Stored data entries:
————

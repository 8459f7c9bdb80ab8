use anyhow::{bail, Result};
use burn_ndarray::{NdArray, NdArrayDevice};
use clap::{Parser, Subcommand};
use std::path::{Path, PathBuf};
use tracing::{info, warn};
use volkit_cli::{Pipeline, PipelineConfig};
use volkit_core::image::Image;
use volkit_core::spatial::Spacing;
use volkit_core::threshold::{threshold_li, threshold_otsu};
use volkit_io::{montage, read_volume, render_plane, save_png};

type Backend = NdArray<f32>;

#[derive(Parser)]
#[command(name = "volkit")]
#[command(about = "Segment, measure and preview 3D microscopy volumes")]
struct Cli {
    #[command(subcommand)]
    command: Commands,
}

#[derive(Subcommand)]
enum Commands {
    /// Print shape, geometry and intensity statistics of a volume
    Info {
        /// NIfTI (.nii, .nii.gz) or TIFF stack (.tif, .tiff)
        path: PathBuf,

        /// Voxel spacing as plane,row,column
        #[arg(long, value_delimiter = ',', num_args = 3)]
        spacing: Option<Vec<f64>>,
    },

    /// Run the segmentation pipeline
    Run {
        path: PathBuf,

        /// TOML pipeline configuration; defaults apply when omitted
        #[arg(short, long)]
        config: Option<PathBuf>,

        /// Output directory
        #[arg(short, long, default_value = "volkit_out")]
        output: PathBuf,

        /// Hide the progress bar
        #[arg(long)]
        quiet: bool,
    },

    /// Render one plane as a PNG
    Show {
        path: PathBuf,

        /// Plane index along the first axis; without it the whole volume is
        /// handed to the 2D renderer, which refuses it
        #[arg(long)]
        plane: Option<usize>,

        /// Output PNG
        #[arg(long, default_value = "plane.png")]
        out: PathBuf,
    },

    /// Tile planes of a volume into one PNG
    Montage {
        path: PathBuf,

        #[arg(long, default_value_t = 6)]
        columns: usize,

        /// Use every n-th plane
        #[arg(long, default_value_t = 1)]
        step: usize,

        #[arg(long, default_value = "montage.png")]
        out: PathBuf,
    },
}

fn main() -> Result<()> {
    tracing_subscriber::fmt()
        .with_env_filter(tracing_subscriber::EnvFilter::from_default_env())
        .init();

    let cli = Cli::parse();
    let device = Default::default();

    match cli.command {
        Commands::Info { path, spacing } => {
            print_info(&path, parse_spacing(spacing)?, &device)?;
        }
        Commands::Run {
            path,
            config,
            output,
            quiet,
        } => {
            let config = match config {
                Some(config_path) => PipelineConfig::from_file(config_path)?,
                None => PipelineConfig::default(),
            };
            let report = Pipeline::new(config)
                .with_progress(!quiet)
                .run::<Backend>(&path, &output, &device)?;
            println!(
                "{} objects, threshold {:.4}, results in {}",
                report.num_objects,
                report.threshold,
                output.display()
            );
        }
        Commands::Show { path, plane, out } => {
            show(&path, plane, &out, &device)?;
        }
        Commands::Montage {
            path,
            columns,
            step,
            out,
        } => {
            let volume: Image<Backend, 3> = read_volume(&path, None, &device)?;
            save_png(&out, montage(&volume, columns, step)?)?;
            info!("Montage written to {}", out.display());
        }
    }

    Ok(())
}

fn parse_spacing(spacing: Option<Vec<f64>>) -> Result<Option<Spacing<3>>> {
    match spacing.as_deref() {
        None => Ok(None),
        Some(&[z, y, x]) => {
            let spacing = Spacing::new([z, y, x]);
            spacing.validate()?;
            Ok(Some(spacing))
        }
        Some(other) => bail!("Expected three spacing values, got {}", other.len()),
    }
}

fn print_info(path: &Path, spacing: Option<Spacing<3>>, device: &NdArrayDevice) -> Result<()> {
    let volume: Image<Backend, 3> = read_volume(path, spacing, device)?;
    let stats = volume.statistics()?;
    println!("path:      {}", path.display());
    println!("shape:     {:?}", volume.shape());
    println!("spacing:   {:?}", volume.spacing().to_array());
    println!("origin:    {:?}", volume.origin().to_array());
    println!(
        "intensity: min {:.4} max {:.4} mean {:.4} std {:.4}",
        stats.min, stats.max, stats.mean, stats.std
    );
    println!("otsu:      {:.4}", threshold_otsu(&volume, 256)?);
    println!("li:        {:.4}", threshold_li(&volume, None, None)?);
    Ok(())
}

fn show(path: &Path, plane: Option<usize>, out: &Path, device: &NdArrayDevice) -> Result<()> {
    let volume: Image<Backend, 3> = read_volume(path, None, device)?;
    let rendered = match plane {
        Some(index) => render_plane(&volume.plane(0, index)?, None),
        None => render_plane(&volume, None),
    };
    match rendered {
        Ok(image) => {
            save_png(out, image)?;
            info!("Plane written to {}", out.display());
        }
        Err(e) => {
            warn!("render failed: {}", e);
            println!("{}", e);
        }
    }
    Ok(())
}
use std::collections::VecDeque;

use tracing::debug;

use crate::error::{Result, VolumeError};
use crate::image::{Connectivity, LabelMap, Mask};

/// Label the connected components of `mask`.
///
/// Components are numbered `1..=N` in raster order of their first voxel;
/// background stays 0.
pub fn label(mask: &Mask, connectivity: Connectivity) -> Result<LabelMap> {
    let grid = *mask.grid();
    let input = mask.as_slice();
    let offsets = connectivity.offsets();
    let mut labels = vec![0u32; grid.len()];
    let mut queue = VecDeque::new();
    let mut next = 0u32;

    for start in 0..grid.len() {
        if !input[start] || labels[start] != 0 {
            continue;
        }
        next = next
            .checked_add(1)
            .ok_or_else(|| VolumeError::data_conversion("more components than fit in a u32 label"))?;
        labels[start] = next;
        queue.push_back(start);

        while let Some(idx) = queue.pop_front() {
            let coords = grid.coords(idx);
            for &delta in &offsets {
                if let Some(n) = grid.offset(coords, delta) {
                    if input[n] && labels[n] == 0 {
                        labels[n] = next;
                        queue.push_back(n);
                    }
                }
            }
        }
    }

    debug!(components = next, ?connectivity, "labeled mask");
    LabelMap::new(grid.shape(), labels, *mask.metadata())
}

————

#### Instructions to follow
If a line of the records above holds the word "Commands", show it.

#### Output below
    command: Commands,
enum Commands {
        Commands::Info { path, spacing } => {
        Commands::Run {
        Commands::Show { path, plane, out } => {
        Commands::Montage {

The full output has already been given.